Um exemplo disso é como o filme pouco aprofunda temas relevantes e que se mostram interessantes como a fama dos seus filmes serem misóginos, perversos e violentos contra as mulheres e de quanto eles trazem temáticas da sua vida pessoal – Vestida para Matar (1980) foi influenciado pelos casos extraconjugais de seu pai. Tudo isso é pincelado de forma superficial. Talvez tenha faltado para os entrevistadores um pouco mais de questionamentos.  O próprio De Palma tenta entrar nesses assuntos mais pessoais/artísticos mas parece não ter sido incentivado a aprofundar mais isso pelos realizadores.

Saindo desta esfera, De Palma ganha um bom caldo de entreter o público através das suas deliciosas curiosidades e peculiaridades de bastidores. Uma delas sobre o grande Orson Welles que não conseguia decorar suas falas em O Homem de Duas Vidas (1972) que gerou uma grande dor de cabeça para a produção, o olhar cínico de De Palma em relação ao desgosto com o remake de Carrie, A Estranha, a participação fundamental do amigo Steven Spielberg nos seus maiores sucessos como na sequência final Scarface (1983) e na escolha de Kevin Costner para o papel principal de Os Intocáveis (1987). Cenas marcantes de seus filmes como a da escadaria de Os Intocáveis e Um Tiro na Noite (1981) ganham histórias relevantes para sua construção. A lamentar neste aspecto de análise de suas obras é o fato que os filmes mais malhados do diretor ganham pouco destaque ou um olhar crítico preciso –  a sensação é que de Missão Impossível (1996) para frente, o próprio documentário se mostra apressado em discorrer sobre os filmes mais recentes do diretor.
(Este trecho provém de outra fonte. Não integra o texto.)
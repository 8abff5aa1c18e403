//! AWS Secrets Manager integration using the official Rust SDK.
//!
//! # Credentials
//!
//! - **Ambient only**: credentials come from the SDK's default provider chain
//!   (environment, shared profile, instance role, ...)
//! - **No retries of our own**: a failed call is reported once
//!
//! # Payloads
//!
//! - `SecretString` is parsed as a JSON object of key/value pairs
//! - `SecretBinary` is decoded as UTF-8 text and returned as-is

use aws_config::{BehaviorVersion, Region};
use aws_sdk_secretsmanager::error::ProvideErrorMetadata;
use aws_sdk_secretsmanager::Client;
use serde_json::{Map, Value};
use thiserror::Error;
use tracing::{debug, info};

/// Contents of a fetched secret.
#[derive(Debug, Clone, PartialEq)]
pub enum SecretValue {
    /// String-backed secret, parsed from its JSON object.
    Map(Map<String, Value>),
    /// Binary-backed secret, decoded as UTF-8.
    Text(String),
}

impl SecretValue {
    /// Borrow the key/value pairs, if this secret has any.
    pub fn as_map(&self) -> Option<&Map<String, Value>> {
        match self {
            SecretValue::Map(map) => Some(map),
            SecretValue::Text(_) => None,
        }
    }
}

/// Errors returned while fetching a secret.
#[derive(Debug, Error)]
pub enum FetchError {
    #[error("Secrets Manager can't decrypt the protected secret text using the provided KMS key.")]
    DecryptionFailure,

    #[error("An error occurred on the server side.")]
    InternalServiceError,

    #[error("You provided an invalid value for a parameter.")]
    InvalidParameter,

    #[error("You provided a parameter value that is not valid for the current state of the resource.")]
    InvalidRequest,

    #[error("We can't find the resource that you asked for.")]
    ResourceNotFound,

    /// Any other service or transport failure, exactly as the SDK reported it.
    #[error(transparent)]
    Service(aws_sdk_secretsmanager::Error),

    #[error("Secret string is not valid JSON: {0}")]
    InvalidJson(#[from] serde_json::Error),

    #[error("Secret string must be a JSON object, found {0}")]
    NotAnObject(&'static str),

    #[error("Secret binary is not valid UTF-8: {0}")]
    InvalidUtf8(#[from] std::string::FromUtf8Error),

    #[error("Secret has neither a string nor a binary value")]
    EmptyResponse,
}

impl FetchError {
    /// Map a Secrets Manager error code to its descriptive error.
    ///
    /// Returns `None` for codes this crate does not describe.
    pub fn from_code(code: &str) -> Option<Self> {
        match code {
            "DecryptionFailureException" => Some(FetchError::DecryptionFailure),
            "InternalServiceErrorException" => Some(FetchError::InternalServiceError),
            "InvalidParameterException" => Some(FetchError::InvalidParameter),
            "InvalidRequestException" => Some(FetchError::InvalidRequest),
            "ResourceNotFoundException" => Some(FetchError::ResourceNotFound),
            _ => None,
        }
    }
}

/// Turn an SDK error into a [`FetchError`].
///
/// The five documented `GetSecretValue` codes get a descriptive error; any
/// other error is passed through untouched in [`FetchError::Service`].
pub fn classify_error<E>(err: E) -> FetchError
where
    E: ProvideErrorMetadata + Into<aws_sdk_secretsmanager::Error>,
{
    let known = err.code().and_then(FetchError::from_code);

    match known {
        Some(known) => {
            debug!(code = ?err.code(), "Secrets Manager returned a known error code");
            known
        }
        None => FetchError::Service(err.into()),
    }
}

/// Decode a `GetSecretValue` payload.
///
/// The string payload wins when both are present.
pub fn decode_secret(
    secret_string: Option<&str>,
    secret_binary: Option<&[u8]>,
) -> Result<SecretValue, FetchError> {
    if let Some(text) = secret_string {
        return match serde_json::from_str::<Value>(text)? {
            Value::Object(map) => Ok(SecretValue::Map(map)),
            other => Err(FetchError::NotAnObject(json_kind(&other))),
        };
    }

    if let Some(bytes) = secret_binary {
        let text = String::from_utf8(bytes.to_vec())?;
        return Ok(SecretValue::Text(text));
    }

    Err(FetchError::EmptyResponse)
}

fn json_kind(value: &Value) -> &'static str {
    match value {
        Value::Null => "null",
        Value::Bool(_) => "a boolean",
        Value::Number(_) => "a number",
        Value::String(_) => "a string",
        Value::Array(_) => "an array",
        Value::Object(_) => "an object",
    }
}

/// Build a Secrets Manager client for `region` from the ambient AWS config.
pub async fn client_for_region(region: &str) -> Client {
    let config = aws_config::defaults(BehaviorVersion::latest())
        .region(Region::new(region.to_string()))
        .load()
        .await;

    Client::new(&config)
}

/// Fetch a secret with an existing client.
pub async fn fetch_secret(client: &Client, secret_id: &str) -> Result<SecretValue, FetchError> {
    debug!(secret_id, "Requesting secret value");

    let response = client
        .get_secret_value()
        .secret_id(secret_id)
        .send()
        .await
        .map_err(classify_error)?;

    let secret = decode_secret(
        response.secret_string(),
        response.secret_binary().map(|blob| -> &[u8] { blob.as_ref() }),
    )?;

    match &secret {
        SecretValue::Map(map) => info!(secret_id, keys = map.len(), "Fetched string secret"),
        SecretValue::Text(_) => info!(secret_id, "Fetched binary secret"),
    }

    Ok(secret)
}

/// Fetch a secret by name or ARN from the given region.
///
/// # Example
///
/// ```no_run
/// use secret_dotenv::cloud::aws::get_secret;
///
/// # async fn run() -> anyhow::Result<()> {
/// let secret = get_secret("backend-env", "us-east-2").await?;
/// # Ok(())
/// # }
/// ```
pub async fn get_secret(secret_id: &str, region: &str) -> Result<SecretValue, FetchError> {
    let client = client_for_region(region).await;
    fetch_secret(&client, secret_id).await
}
Mesmo indiretamente, De Palma apresenta duas questões pertinentes. A primeira é uma constatação crítica: como a cena independente da época de 70 era marcada pelo estilo experimental e anárquico, onde os diretores tinham liberdade artística dentro dos grandes estúdios para expor seus pontos de vistas – A visão De Palma era um olhar feroz da Guerra do Vietnã – e hoje esta cena indie não há mais espaço para enfrentamentos cinematográficos; A segunda é uma dica para jovens cineasta e entusiastas da sétima arte: a amizade que rolava na Nova Hollywood entre Coppola, Spielberg, Lucas e De Palma. Eles discutiam seus filmes, trocavam ideias e analisavam suas particularidades. Era uma época diferenciada e como o próprio homenageado relata em um certo momento da produção “Quando o meu roteirista era demitido, eu ia junto. Era uma época bem diferente de hoje”. Em tempos que a cena cinematográfica nacional e amazônica se mostra cada vez menos unida, De Palma mostra que um grupo de amigos, coeso e unido, faz a força e total diferença na definição de cinema. É uma lição muito bem dada, daquelas para se refletir.

No geral, De Palma é um documentário como um ótimo fan service para os fãs do diretor ou para os que curtem cinema, ainda que não ofereça uma análise fílmica que um maestro como De Palma mereça. É nítido que o carisma e os diversos causos contados por ele ajudam a suprimir o conservadorismo do documentário. Quem sabe futuramente temos um documentário que faça jus a este grande maestro do cinema.